## TASK BRIEF:
Search term "struct": work out how many lines of the data below contain it, and answer with that number alone.

[Collected data]
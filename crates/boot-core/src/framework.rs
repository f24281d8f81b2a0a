//! Syncing framework files from the framework repository

use std::fmt;
use std::path::{Path, PathBuf};
use std::sync::Arc;

use boot_fs::checksum::digest_hex;
use boot_meta::{FrameworkConfig, FrameworkFile};
use serde::Serialize;

use crate::source::FileSource;
use crate::{Error, Result};

#[derive(Debug, Clone, Copy, PartialEq, Eq, Serialize)]
#[serde(rename_all = "snake_case")]
pub enum UpdateStatus {
    UpToDate,
    /// Differs from the remote; left alone because of a dry run.
    WouldUpdate,
    Updated,
    /// Not present in the framework repository.
    Missing,
}

impl fmt::Display for UpdateStatus {
    fn fmt(&self, f: &mut fmt::Formatter<'_>) -> fmt::Result {
        let label = match self {
            UpdateStatus::UpToDate => "up to date",
            UpdateStatus::WouldUpdate => "would update",
            UpdateStatus::Updated => "updated",
            UpdateStatus::Missing => "missing upstream",
        };
        f.write_str(label)
    }
}

#[derive(Debug, Clone, PartialEq, Eq, Serialize)]
pub struct FileUpdate {
    /// Path relative to the project root, as configured.
    pub file: String,
    pub path: PathBuf,
    pub status: UpdateStatus,
}

/// Copies configured files from `framework.repo_url` into the project root.
pub struct FrameworkUpdater {
    root: PathBuf,
    config: FrameworkConfig,
    source: Arc<dyn FileSource>,
}

impl FrameworkUpdater {
    pub fn new(root: impl Into<PathBuf>, config: FrameworkConfig, source: Arc<dyn FileSource>) -> Self {
        Self {
            root: root.into(),
            config,
            source,
        }
    }

    pub fn is_configured(&self) -> bool {
        self.repo_url().is_some()
    }

    fn repo_url(&self) -> Option<&str> {
        self.config
            .repo_url
            .as_deref()
            .map(str::trim)
            .filter(|url| !url.is_empty())
    }

    /// Bring one file in line with the framework repository.
    pub fn update_file(&self, file: &FrameworkFile, dry_run: bool) -> Result<FileUpdate> {
        let repo_url = self.repo_url().ok_or_else(not_configured)?;
        let path = self.root.join(&file.path);
        let update = |status| FileUpdate {
            file: file.path.clone(),
            path: path.clone(),
            status,
        };

        let Some(remote) = self.source.read_file(repo_url, &file.path)? else {
            tracing::warn!(file = %file.path, repo_url, "Framework file missing upstream");
            return Ok(update(UpdateStatus::Missing));
        };

        if let Some(local) = boot_fs::read_text_if_exists(&path)?
            && digest_hex(local.as_bytes()) == digest_hex(remote.as_bytes())
        {
            return Ok(update(UpdateStatus::UpToDate));
        }
        if dry_run {
            return Ok(update(UpdateStatus::WouldUpdate));
        }

        boot_fs::write_text(&path, &remote)?;
        if file.executable {
            boot_fs::io::set_executable(&path)?;
        }
        tracing::info!(file = %file.path, "Updated framework file");
        Ok(update(UpdateStatus::Updated))
    }

    /// Update every configured file. Stops at the first error.
    pub fn update_all(&self, dry_run: bool) -> Result<Vec<FileUpdate>> {
        if !self.is_configured() {
            return Err(not_configured());
        }
        self.config
            .files
            .iter()
            .map(|file| self.update_file(file, dry_run))
            .collect()
    }

    pub fn root(&self) -> &Path {
        &self.root
    }
}

fn not_configured() -> Error {
    Error::Config {
        message: "framework.repo_url is not set".to_string(),
    }
}
//! Bounded pool of blocking tasks with a wait-for-any primitive

use std::collections::HashMap;

use tokio::task::{self, JoinError, JoinSet};

/// Runs at most `capacity` blocking closures at once, each tagged with a key.
///
/// Must be used from within a tokio runtime.
#[derive(Debug)]
pub struct BoundedScheduler<K, T> {
    capacity: usize,
    tasks: JoinSet<T>,
    keys: HashMap<task::Id, K>,
}

impl<K, T> BoundedScheduler<K, T>
where
    T: Send + 'static,
{
    /// `capacity` is clamped to at least one.
    pub fn new(capacity: usize) -> Self {
        Self {
            capacity: capacity.max(1),
            tasks: JoinSet::new(),
            keys: HashMap::new(),
        }
    }

    pub fn capacity(&self) -> usize {
        self.capacity
    }

    pub fn in_flight(&self) -> usize {
        self.tasks.len()
    }

    pub fn has_capacity(&self) -> bool {
        self.tasks.len() < self.capacity
    }

    pub fn is_idle(&self) -> bool {
        self.tasks.is_empty()
    }

    /// Start `f` on the blocking pool.
    ///
    /// Callers check [`has_capacity`](Self::has_capacity) first.
    pub fn spawn_blocking<F>(&mut self, key: K, f: F)
    where
        F: FnOnce() -> T + Send + 'static,
    {
        debug_assert!(self.has_capacity(), "scheduler over capacity");
        let handle = self.tasks.spawn_blocking(f);
        self.keys.insert(handle.id(), key);
    }

    /// Wait until at least one task finishes, then return it together with
    /// every other task that has already finished.
    ///
    /// A panicking task comes back as `Err`. Returns an empty list when
    /// nothing is in flight.
    pub async fn wait_any(&mut self) -> Vec<(K, Result<T, JoinError>)> {
        let mut done = Vec::new();
        let Some(first) = self.tasks.join_next_with_id().await else {
            return done;
        };
        self.collect(first, &mut done);
        while let Some(next) = self.tasks.try_join_next_with_id() {
            self.collect(next, &mut done);
        }
        done
    }

    fn collect(
        &mut self,
        joined: Result<(task::Id, T), JoinError>,
        done: &mut Vec<(K, Result<T, JoinError>)>,
    ) {
        let (id, outcome) = match joined {
            Ok((id, value)) => (id, Ok(value)),
            Err(err) => (err.id(), Err(err)),
        };
        match self.keys.remove(&id) {
            Some(key) => done.push((key, outcome)),
            None => tracing::error!(task = %id, "Finished task has no key"),
        }
    }
}
//! VS Code `.code-workspace` generation

use std::path::{Path, PathBuf};

use boot_meta::WorkspaceConfig;
use serde_json::{Map, Value, json};

use crate::Result;
use crate::report::ModulesReport;

/// Where the workspace file goes: the configured name, or
/// `<project dir>.code-workspace`.
pub fn workspace_file_path(root: &Path, config: &WorkspaceConfig) -> PathBuf {
    let file_name = config.file_name.clone().unwrap_or_else(|| {
        let stem = root
            .file_name()
            .map(|n| n.to_string_lossy().into_owned())
            .unwrap_or_else(|| "project".to_string());
        format!("{stem}.code-workspace")
    });
    root.join(file_name)
}

/// Write the workspace file listing the project root and every reported
/// module. Existing top-level keys other than `folders` are kept.
///
/// Returns `None` when workspace generation is disabled.
pub fn generate_workspace_file(
    root: &Path,
    config: &WorkspaceConfig,
    report: &ModulesReport,
) -> Result<Option<PathBuf>> {
    if !config.enabled {
        return Ok(None);
    }
    let path = workspace_file_path(root, config);

    let mut document = match boot_fs::read_text_if_exists(&path)? {
        Some(content) => match serde_json::from_str::<Value>(&content)? {
            Value::Object(map) => map,
            _ => Map::new(),
        },
        None => Map::new(),
    };

    let mut folders: Vec<String> = report
        .modules
        .iter()
        .filter_map(|m| m.path.strip_prefix(root).ok())
        .map(relative_string)
        .collect();
    folders.sort();
    folders.dedup();

    let entries: Vec<Value> = std::iter::once(".".to_string())
        .chain(folders)
        .map(|p| json!({ "path": p }))
        .collect();
    document.insert("folders".to_string(), Value::Array(entries));
    document
        .entry("settings".to_string())
        .or_insert_with(|| json!({}));

    let rendered = serde_json::to_string_pretty(&Value::Object(document))?;
    boot_fs::write_text(&path, &format!("{rendered}\n"))?;
    tracing::info!(path = %path.display(), "Wrote workspace file");
    Ok(Some(path))
}

/// Forward-slash form of a relative path.
fn relative_string(path: &Path) -> String {
    path.components()
        .map(|c| c.as_os_str().to_string_lossy())
        .collect::<Vec<_>>()
        .join("/")
}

## RESPONSE:
3